To express the above claim pragmatically: a media response is rather non-reference than reference, as it cannot be objective by nature (and there is nothing wrong with it). (Critical) opinions are always subjective and therefore, to be precise, they are not non-mathematical, but they are actually being used as a mathematical facts: critiques, comments, reviews and interviews are counted and put into a statistic mode to serve for evaluation purposes, following the pattern “more media responses means more points”. Such contradictory character of media responses alienates the context of evaluation, making it far from being objective while claiming that it is all about objectiveness. Last but not least, the trouble is also in the fact that media belong to various interest groups which is a wonderful background for systemic “overlooking” of many/certain events, authors and works. Such circumstances should be taken as a challenge before we only get familiar with them and somehow start contribute to them.

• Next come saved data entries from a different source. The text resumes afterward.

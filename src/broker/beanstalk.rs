use std::time::Duration;

use async_trait::async_trait;
use tokio::io::{AsyncBufReadExt, AsyncReadExt, AsyncWriteExt, BufStream};
use tokio::net::TcpStream;
use tokio::sync::Mutex;
use tracing::{debug, info, warn};

use super::{Broker, BrokerError, Job, PutOptions, Reservation};
use crate::config::{DEFAULT_TUBE, RESERVE_GRACE_SECS};

/// Single beanstalkd connection speaking the text protocol. A stream that
/// failed or fell out of step is dropped; the next call re-dials and replays
/// the tube selection before sending its command.
pub struct BeanstalkClient {
    addr: String,
    reserve_grace: Duration,
    conn: Mutex<Session>,
}

/// Live stream plus the tube state the server holds for it.
struct Session {
    stream: Option<BufStream<TcpStream>>,
    using: String,
    watched: Vec<String>,
    ignored: Vec<String>,
}

impl Session {
    fn remember_watch(&mut self, tube: &str) {
        self.ignored.retain(|t| t != tube);
        if !self.watched.iter().any(|t| t == tube) {
            self.watched.push(tube.to_string());
        }
    }

    fn remember_ignore(&mut self, tube: &str) {
        self.watched.retain(|t| t != tube);
        if !self.ignored.iter().any(|t| t == tube) {
            self.ignored.push(tube.to_string());
        }
    }

    /// Drops the stream when `result` shows it can no longer be trusted.
    fn check<T>(&mut self, result: Result<T, BrokerError>) -> Result<T, BrokerError> {
        if let Err(e) = &result {
            if e.needs_reconnect() && self.stream.take().is_some() {
                warn!("Broker stream dropped: {e}");
            }
        }
        result
    }
}

/// One parsed response line.
#[derive(Debug, Clone, PartialEq, Eq)]
pub(crate) enum Response {
    Using(String),
    Watching(u32),
    NotIgnored,
    Inserted(u64),
    Buried(u64),
    Reserved { id: u64, bytes: usize },
    TimedOut,
    DeadlineSoon,
    Deleted,
    NotFound,
    Error(String),
}

pub(crate) fn parse_response(line: &str) -> Option<Response> {
    let mut parts = line.split_ascii_whitespace();
    let word = parts.next()?;
    let mut num = || parts.next().and_then(|s| s.parse::<u64>().ok());
    let resp = match word {
        "USING" => Response::Using(line[word.len()..].trim().to_string()),
        "WATCHING" => Response::Watching(u32::try_from(num()?).ok()?),
        "NOT_IGNORED" => Response::NotIgnored,
        "INSERTED" => Response::Inserted(num()?),
        "BURIED" => Response::Buried(num()?),
        "RESERVED" => {
            let id = num()?;
            let bytes = usize::try_from(num()?).ok()?;
            Response::Reserved { id, bytes }
        }
        "TIMED_OUT" => Response::TimedOut,
        "DEADLINE_SOON" => Response::DeadlineSoon,
        "DELETED" => Response::Deleted,
        "NOT_FOUND" => Response::NotFound,
        "OUT_OF_MEMORY" | "INTERNAL_ERROR" | "BAD_FORMAT" | "UNKNOWN_COMMAND"
        | "EXPECTED_CRLF" | "JOB_TOO_BIG" | "DRAINING" => Response::Error(word.to_string()),
        _ => return None,
    };
    Some(resp)
}

impl BeanstalkClient {
    pub async fn connect(addr: &str) -> Result<Self, BrokerError> {
        let stream = Self::dial(addr).await?;
        Ok(Self {
            addr: addr.to_string(),
            reserve_grace: Duration::from_secs(RESERVE_GRACE_SECS),
            conn: Mutex::new(Session {
                stream: Some(stream),
                using: DEFAULT_TUBE.to_string(),
                watched: Vec::new(),
                ignored: Vec::new(),
            }),
        })
    }

    /// Connects with a fixed backoff between attempts.
    pub async fn connect_with_retry(
        addr: &str,
        attempts: u32,
        backoff: Duration,
    ) -> Result<Self, BrokerError> {
        let mut attempt = 1;
        loop {
            match Self::connect(addr).await {
                Ok(client) => {
                    info!("Broker connected at {addr}");
                    return Ok(client);
                }
                Err(e) if attempt < attempts => {
                    warn!(attempt, "Broker connect to {addr} failed: {e}, retrying in {backoff:?}");
                    tokio::time::sleep(backoff).await;
                    attempt += 1;
                }
                Err(e) => return Err(e),
            }
        }
    }

    pub fn addr(&self) -> &str {
        &self.addr
    }

    #[cfg(test)]
    fn with_reserve_grace(mut self, grace: Duration) -> Self {
        self.reserve_grace = grace;
        self
    }

    async fn dial(addr: &str) -> Result<BufStream<TcpStream>, BrokerError> {
        let stream = TcpStream::connect(addr).await?;
        stream.set_nodelay(true)?;
        Ok(BufStream::new(stream))
    }

    /// Returns the live stream, re-dialing and replaying watch/ignore/use
    /// when the previous one was dropped.
    async fn stream<'a>(&self, session: &'a mut Session) -> Result<&'a mut BufStream<TcpStream>, BrokerError> {
        if session.stream.is_none() {
            let mut stream = Self::dial(&self.addr).await?;
            for tube in &session.watched {
                match Self::exchange(&mut stream, "watch", &format!("watch {tube}"), None).await? {
                    Response::Watching(_) => {}
                    other => return Err(unexpected("watch", other)),
                }
            }
            for tube in &session.ignored {
                match Self::exchange(&mut stream, "ignore", &format!("ignore {tube}"), None).await? {
                    Response::Watching(_) | Response::NotIgnored => {}
                    other => return Err(unexpected("ignore", other)),
                }
            }
            if session.using != DEFAULT_TUBE {
                let line = format!("use {}", session.using);
                match Self::exchange(&mut stream, "use", &line, None).await? {
                    Response::Using(_) => {}
                    other => return Err(unexpected("use", other)),
                }
            }
            info!(addr = %self.addr, "Broker reconnected");
            session.stream = Some(stream);
        }
        session.stream.as_mut().ok_or(BrokerError::Closed)
    }

    async fn send(
        stream: &mut BufStream<TcpStream>,
        line: &str,
        body: Option<&[u8]>,
    ) -> Result<(), BrokerError> {
        stream.write_all(line.as_bytes()).await?;
        stream.write_all(b"\r\n").await?;
        if let Some(body) = body {
            stream.write_all(body).await?;
            stream.write_all(b"\r\n").await?;
        }
        stream.flush().await?;
        Ok(())
    }

    async fn recv(
        stream: &mut BufStream<TcpStream>,
        command: &'static str,
    ) -> Result<Response, BrokerError> {
        let mut line = String::new();
        if stream.read_line(&mut line).await? == 0 {
            return Err(BrokerError::Closed);
        }
        let line = line.trim_end_matches(['\r', '\n']);
        match parse_response(line) {
            Some(Response::Error(code)) => Err(BrokerError::Server(code)),
            Some(resp) => Ok(resp),
            None => Err(BrokerError::Unexpected {
                command,
                response: line.to_string(),
            }),
        }
    }

    async fn exchange(
        stream: &mut BufStream<TcpStream>,
        command: &'static str,
        line: &str,
        body: Option<&[u8]>,
    ) -> Result<Response, BrokerError> {
        Self::send(stream, line, body).await?;
        Self::recv(stream, command).await
    }

    /// Sends one command and maps its reply with `expect`. A reply `expect`
    /// maps to `Unexpected` drops the stream.
    async fn round_trip<T>(
        &self,
        command: &'static str,
        line: &str,
        body: Option<&[u8]>,
        expect: impl FnOnce(Response, &mut Session) -> Result<T, BrokerError>,
    ) -> Result<T, BrokerError> {
        let mut session = self.conn.lock().await;
        let result = match self.stream(&mut *session).await {
            Ok(stream) => Self::exchange(stream, command, line, body).await,
            Err(e) => Err(e),
        };
        let result = result.and_then(|resp| expect(resp, &mut *session));
        session.check(result)
    }
}

fn unexpected(command: &'static str, resp: Response) -> BrokerError {
    BrokerError::Unexpected {
        command,
        response: format!("{resp:?}"),
    }
}

#[async_trait]
impl Broker for BeanstalkClient {
    async fn watch(&self, tube: &str) -> Result<u32, BrokerError> {
        self.round_trip("watch", &format!("watch {tube}"), None, |resp, session| match resp {
            Response::Watching(n) => {
                session.remember_watch(tube);
                Ok(n)
            }
            other => Err(unexpected("watch", other)),
        })
        .await
    }

    async fn ignore(&self, tube: &str) -> Result<u32, BrokerError> {
        self.round_trip("ignore", &format!("ignore {tube}"), None, |resp, session| match resp {
            Response::Watching(n) => {
                session.remember_ignore(tube);
                Ok(n)
            }
            // Refusing to drop the last watched tube leaves exactly one.
            Response::NotIgnored => Ok(1),
            other => Err(unexpected("ignore", other)),
        })
        .await
    }

    async fn use_tube(&self, tube: &str) -> Result<(), BrokerError> {
        self.round_trip("use", &format!("use {tube}"), None, |resp, session| match resp {
            Response::Using(_) => {
                session.using = tube.to_string();
                Ok(())
            }
            other => Err(unexpected("use", other)),
        })
        .await
    }

    async fn put(&self, opts: PutOptions, body: &[u8]) -> Result<u64, BrokerError> {
        let line = format!(
            "put {} {} {} {}",
            opts.priority,
            opts.delay.as_secs(),
            opts.ttr.as_secs().max(1),
            body.len()
        );
        self.round_trip("put", &line, Some(body), |resp, _| match resp {
            Response::Inserted(id) => Ok(id),
            Response::Buried(id) => Err(BrokerError::Buried(id)),
            other => Err(unexpected("put", other)),
        })
        .await
    }

    async fn reserve_with_timeout(&self, timeout: Duration) -> Result<Reservation, BrokerError> {
        let mut session = self.conn.lock().await;
        let limit = timeout + self.reserve_grace;
        let result = match self.stream(&mut *session).await {
            Ok(stream) => Self::reserve_on(stream, timeout, limit).await,
            Err(e) => Err(e),
        };
        session.check(result)
    }

    async fn delete(&self, id: u64) -> Result<(), BrokerError> {
        self.round_trip("delete", &format!("delete {id}"), None, |resp, _| match resp {
            Response::Deleted => Ok(()),
            Response::NotFound => Err(BrokerError::NotFound(id)),
            other => Err(unexpected("delete", other)),
        })
        .await
    }
}

impl BeanstalkClient {
    async fn reserve_on(
        stream: &mut BufStream<TcpStream>,
        timeout: Duration,
        limit: Duration,
    ) -> Result<Reservation, BrokerError> {
        let line = format!("reserve-with-timeout {}", timeout.as_secs());
        Self::send(stream, &line, None).await?;

        let resp = tokio::time::timeout(limit, Self::recv(stream, "reserve"))
            .await
            .map_err(|_| BrokerError::Hung(limit))??;

        match resp {
            Response::Reserved { id, bytes } => {
                let mut body = vec![0u8; bytes + 2];
                stream.read_exact(&mut body).await?;
                body.truncate(bytes);
                debug!(job_id = id, bytes, "reserved job");
                Ok(Reservation::Job(Job { id, body }))
            }
            Response::TimedOut => Ok(Reservation::TimedOut),
            Response::DeadlineSoon => Ok(Reservation::DeadlineSoon),
            other => Err(unexpected("reserve", other)),
        }
    }
}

As regards the relationship between media and culture, it tends to be more and more incestuous. Not because of lack of objectivity, but because of abolishment of investigative approach for the sake of marketing-related one. However, we are not missing a romanticized intellectual journalist figure that takes care of final truths, but these achievement of Moderna that nurtured the public and the thinking dimensions of treated subjects, authors, events, works and phenomena.
Instead of putting efforts in articulating the common dimension of art/creativity, media rather put stress on virtual objectivity that should be guaranteed by duality in approach, often through facing two “opposite” sides in a competitive one-on-one manner. At the same time there is a widespread practice in mainstream media of copy-pasting and publishing producers’ PR materials with only minor cosmetic interventions in their content.
Above mentioned trends are consequence of managerization of media that goes hand in hand with precarization of media jobs. All together results in devaluation of quality of knowledge needed for journalist to operate in public sphere in articulated way. The desert climate of media field is ideal for mediatization of culture, but also for its self-reproduction in the context of capitalistic status quo i.e. permanent reproduction of crisis.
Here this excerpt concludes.